=== PROBLEM ===
Return every line of the data below that includes the string "Formatter".

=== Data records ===
──────────────────────────────
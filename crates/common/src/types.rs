use serde::{Deserialize, Serialize};
use uuid::Uuid;

/// Opaque identifier of one order's saga execution.
///
/// The backend owns the format; the monitor only compares, hashes and
/// displays it. Wrapping it keeps saga ids from being mixed up with the
/// other string identifiers that travel in the same payloads.
#[derive(Debug, Clone, PartialEq, Eq, PartialOrd, Ord, Hash, Serialize, Deserialize)]
#[serde(transparent)]
pub struct SagaId(String);

impl SagaId {
    /// Wraps a backend-issued saga identifier.
    pub fn new(id: impl Into<String>) -> Self {
        Self(id.into())
    }

    /// Creates a fresh random identifier (used by in-process backends).
    pub fn generate() -> Self {
        Self(Uuid::new_v4().to_string())
    }

    /// Returns the identifier as a string slice.
    pub fn as_str(&self) -> &str {
        &self.0
    }

    /// Returns true if the backend sent an empty identifier.
    pub fn is_empty(&self) -> bool {
        self.0.trim().is_empty()
    }
}

impl std::fmt::Display for SagaId {
    fn fmt(&self, f: &mut std::fmt::Formatter<'_>) -> std::fmt::Result {
        write!(f, "{}", self.0)
    }
}

impl From<&str> for SagaId {
    fn from(s: &str) -> Self {
        Self(s.to_string())
    }
}

impl From<String> for SagaId {
    fn from(s: String) -> Self {
        Self(s)
    }
}

impl AsRef<str> for SagaId {
    fn as_ref(&self) -> &str {
        &self.0
    }
}

macro_rules! string_id {
    ($(#[$meta:meta])* $name:ident) => {
        $(#[$meta])*
        #[derive(Debug, Clone, PartialEq, Eq, Hash, Serialize, Deserialize)]
        #[serde(transparent)]
        pub struct $name(String);

        impl $name {
            /// Wraps an identifier string.
            pub fn new(id: impl Into<String>) -> Self {
                Self(id.into())
            }

            /// Returns the identifier as a string slice.
            pub fn as_str(&self) -> &str {
                &self.0
            }

            /// Returns true if the identifier is blank.
            pub fn is_blank(&self) -> bool {
                self.0.trim().is_empty()
            }
        }

        impl std::fmt::Display for $name {
            fn fmt(&self, f: &mut std::fmt::Formatter<'_>) -> std::fmt::Result {
                write!(f, "{}", self.0)
            }
        }

        impl From<&str> for $name {
            fn from(s: &str) -> Self {
                Self(s.to_string())
            }
        }
    };
}

string_id!(
    /// Identifier of the user placing an order.
    UserId
);

string_id!(
    /// Identifier of the trading account funding an order.
    AccountId
);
──────────────────────────────
=== TASK OUTPUT ===
    fn fmt(&self, f: &mut std::fmt::Formatter<'_>) -> std::fmt::Result {
            fn fmt(&self, f: &mut std::fmt::Formatter<'_>) -> std::fmt::Result {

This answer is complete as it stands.